* _INSTRUCTIONS TO FOLLOW_
In the listing beneath this line, copy exactly the lines starting with the one containing "pub enum VillageEventData" and going on through the one containing "the live 3D scene".

* _LISTED RECORDS_

//! Village Events
//!
//! Events produced by the per-frame update and the scene gate, consumed by
//! the info panel, the mini-map caption and logging.

use serde::Serialize;

use super::scene_mode::SceneMode;

/// Event payload.
#[derive(Clone, Debug, PartialEq, Serialize)]
pub enum VillageEventData {
    /// Player walked into a location zone
    LocationEntered {
        zone_id: &'static str,
    },

    /// Player walked out of the zone they last entered
    LocationExited {
        zone_id: &'static str,
    },

    /// Scene gate changed mode
    SceneModeChanged {
        from: SceneMode,
        to: SceneMode,
    },
}

/// An event stamped with the scene clock.
#[derive(Clone, Debug, PartialEq, Serialize)]
pub struct VillageEvent {
    /// Seconds since the scene started
    pub at: f32,

    /// Event data
    pub data: VillageEventData,
}

impl VillageEvent {
    /// Create a new event.
    pub fn new(at: f32, data: VillageEventData) -> Self {
        Self { at, data }
    }

    /// Create location entered event.
    pub fn location_entered(at: f32, zone_id: &'static str) -> Self {
        Self::new(at, VillageEventData::LocationEntered { zone_id })
    }

    /// Create location exited event.
    pub fn location_exited(at: f32, zone_id: &'static str) -> Self {
        Self::new(at, VillageEventData::LocationExited { zone_id })
    }

    /// Create scene mode changed event.
    pub fn scene_mode_changed(at: f32, from: SceneMode, to: SceneMode) -> Self {
        Self::new(at, VillageEventData::SceneModeChanged { from, to })
    }

    /// Zone id for location events.
    pub fn zone_id(&self) -> Option<&'static str> {
        match self.data {
            VillageEventData::LocationEntered { zone_id }
            | VillageEventData::LocationExited { zone_id } => Some(zone_id),
            VillageEventData::SceneModeChanged { .. } => None,
        }
    }
}
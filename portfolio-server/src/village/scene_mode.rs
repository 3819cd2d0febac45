//! Scene Mode
//!
//! Decides whether the village shows the loading screen, the live 3D scene
//! or the 2D fallback cards.
//!
//! ```text
//!            load_succeeded
//!   Loading ───────────────▶ SceneActive
//!      │  ▲                      │
//!      │  │ toggle_view          │ runtime_error / toggle_view
//!      ▼  │                      ▼
//!   FallbackActive ◀─────────────┘
//!   (load_failed, tick past timeout)
//! ```

use serde::Serialize;
use tracing::{info, warn};

use super::events::VillageEvent;

/// Default time allowed for the 3D scene to come up.
pub const DEFAULT_LOAD_TIMEOUT_SECS: f32 = 15.0;

/// Simulated progress step.
pub const PROGRESS_STEP: u8 = 2;

/// Seconds between progress steps.
pub const PROGRESS_INTERVAL_SECS: f32 = 0.1;

/// Minimum time the loading screen stays up on the first visit.
pub const INITIAL_SETTLE_SECS: f32 = 3.0;

/// Minimum time the loading screen stays up when returning from 2D.
pub const RELOAD_SETTLE_SECS: f32 = 2.0;

/// Why the 2D view is showing.
#[derive(Clone, Copy, Debug, PartialEq, Eq, Serialize)]
pub enum FallbackReason {
    /// Renderer could not be created
    LoadFailed,
    /// Loading took longer than the timeout
    Timeout,
    /// Renderer failed after starting
    RuntimeError,
    /// Visitor switched to 2D
    UserSelected,
}

/// What the village is showing.
#[derive(Clone, Copy, Debug, PartialEq, Eq, Serialize)]
pub enum SceneMode {
    /// Loading screen with progress bar
    Loading,
    /// Live 3D scene
    SceneActive,
    /// 2D location cards
    FallbackActive(FallbackReason),
}

/// Scene mode state machine.
#[derive(Clone, Debug)]
pub struct SceneGate {
    mode: SceneMode,
    timeout: f32,
    loading_since: f32,
    /// Minimum loading time for the current attempt
    settle: f32,
}

impl Default for SceneGate {
    fn default() -> Self {
        Self::new(DEFAULT_LOAD_TIMEOUT_SECS)
    }
}

impl SceneGate {
    /// Start in `Loading` at time zero.
    pub fn new(timeout_secs: f32) -> Self {
        Self {
            mode: SceneMode::Loading,
            timeout: timeout_secs,
            loading_since: 0.0,
            settle: INITIAL_SETTLE_SECS,
        }
    }

    /// Current mode.
    pub fn mode(&self) -> SceneMode {
        self.mode
    }

    /// Check if the 3D scene should be rendered.
    pub fn is_scene_active(&self) -> bool {
        self.mode == SceneMode::SceneActive
    }

    /// Loading bar percentage at `now`: +2 every 100 ms, capped at 100.
    /// Reads 100 outside `Loading`.
    pub fn progress(&self, now: f32) -> u8 {
        if self.mode != SceneMode::Loading {
            return 100;
        }
        let steps = ((now - self.loading_since).max(0.0) / PROGRESS_INTERVAL_SECS).floor();
        (steps * PROGRESS_STEP as f32).min(100.0) as u8
    }

    /// Check if the current loading attempt has run its minimum time.
    pub fn is_settled(&self, now: f32) -> bool {
        self.mode == SceneMode::Loading && now - self.loading_since >= self.settle
    }

    /// The scene is built. Loading finishes once it has settled; until
    /// then the loading screen (and its 2D button) stays up.
    pub fn scene_ready(&mut self, now: f32) -> Option<VillageEvent> {
        if !self.is_settled(now) {
            return None;
        }
        self.load_succeeded(now)
    }

    /// Renderer reported ready.
    pub fn load_succeeded(&mut self, now: f32) -> Option<VillageEvent> {
        match self.mode {
            SceneMode::Loading => self.transition(now, SceneMode::SceneActive),
            _ => None,
        }
    }

    /// Renderer could not start.
    pub fn load_failed(&mut self, now: f32) -> Option<VillageEvent> {
        match self.mode {
            SceneMode::Loading => {
                warn!("3D scene failed to load");
                self.transition(now, SceneMode::FallbackActive(FallbackReason::LoadFailed))
            }
            _ => None,
        }
    }

    /// Renderer failed while loading or running.
    pub fn runtime_error(&mut self, now: f32) -> Option<VillageEvent> {
        match self.mode {
            SceneMode::Loading | SceneMode::SceneActive => {
                warn!("3D scene runtime error");
                self.transition(now, SceneMode::FallbackActive(FallbackReason::RuntimeError))
            }
            SceneMode::FallbackActive(_) => None,
        }
    }

    /// Advance the clock. Forces the fallback once loading outlasts the
    /// timeout.
    pub fn tick(&mut self, now: f32) -> Option<VillageEvent> {
        if self.mode == SceneMode::Loading && now - self.loading_since > self.timeout {
            warn!(timeout = self.timeout, "3D scene load timed out");
            return self.transition(now, SceneMode::FallbackActive(FallbackReason::Timeout));
        }
        None
    }

    /// 2D/3D switch. Switching back to 3D restarts loading, whatever sent
    /// the village to 2D.
    pub fn toggle_view(&mut self, now: f32) -> Option<VillageEvent> {
        let next = match self.mode {
            SceneMode::Loading | SceneMode::SceneActive => {
                SceneMode::FallbackActive(FallbackReason::UserSelected)
            }
            SceneMode::FallbackActive(_) => {
                self.loading_since = now;
                self.settle = RELOAD_SETTLE_SECS;
                SceneMode::Loading
            }
        };
        self.transition(now, next)
    }

    fn transition(&mut self, now: f32, to: SceneMode) -> Option<VillageEvent> {
        let from = self.mode;
        if from == to {
            return None;
        }
        info!(?from, ?to, "Scene mode changed");
        self.mode = to;
        Some(VillageEvent::scene_mode_changed(now, from, to))
    }
}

* _FINISHED EXERCISE_
pub enum VillageEventData {
    /// Player walked into a location zone
    LocationEntered {
        zone_id: &'static str,
    },

    /// Player walked out of the zone they last entered
    LocationExited {
        zone_id: &'static str,
    },

    /// Scene gate changed mode
    SceneModeChanged {
        from: SceneMode,
        to: SceneMode,
    },
}

/// An event stamped with the scene clock.
#[derive(Clone, Debug, PartialEq, Serialize)]
pub struct VillageEvent {
    /// Seconds since the scene started
    pub at: f32,

    /// Event data
    pub data: VillageEventData,
}

impl VillageEvent {
    /// Create a new event.
    pub fn new(at: f32, data: VillageEventData) -> Self {
        Self { at, data }
    }

    /// Create location entered event.
    pub fn location_entered(at: f32, zone_id: &'static str) -> Self {
        Self::new(at, VillageEventData::LocationEntered { zone_id })
    }

    /// Create location exited event.
    pub fn location_exited(at: f32, zone_id: &'static str) -> Self {
        Self::new(at, VillageEventData::LocationExited { zone_id })
    }

    /// Create scene mode changed event.
    pub fn scene_mode_changed(at: f32, from: SceneMode, to: SceneMode) -> Self {
        Self::new(at, VillageEventData::SceneModeChanged { from, to })
    }

    /// Zone id for location events.
    pub fn zone_id(&self) -> Option<&'static str> {
        match self.data {
            VillageEventData::LocationEntered { zone_id }
            | VillageEventData::LocationExited { zone_id } => Some(zone_id),
            VillageEventData::SceneModeChanged { .. } => None,
        }
    }
}
filename portfolio-server/src/village/scene_mode.rs
repository 3819cd2d0febac45
//! Scene Mode
//!
//! Decides whether the village shows the loading screen, the live 3D scene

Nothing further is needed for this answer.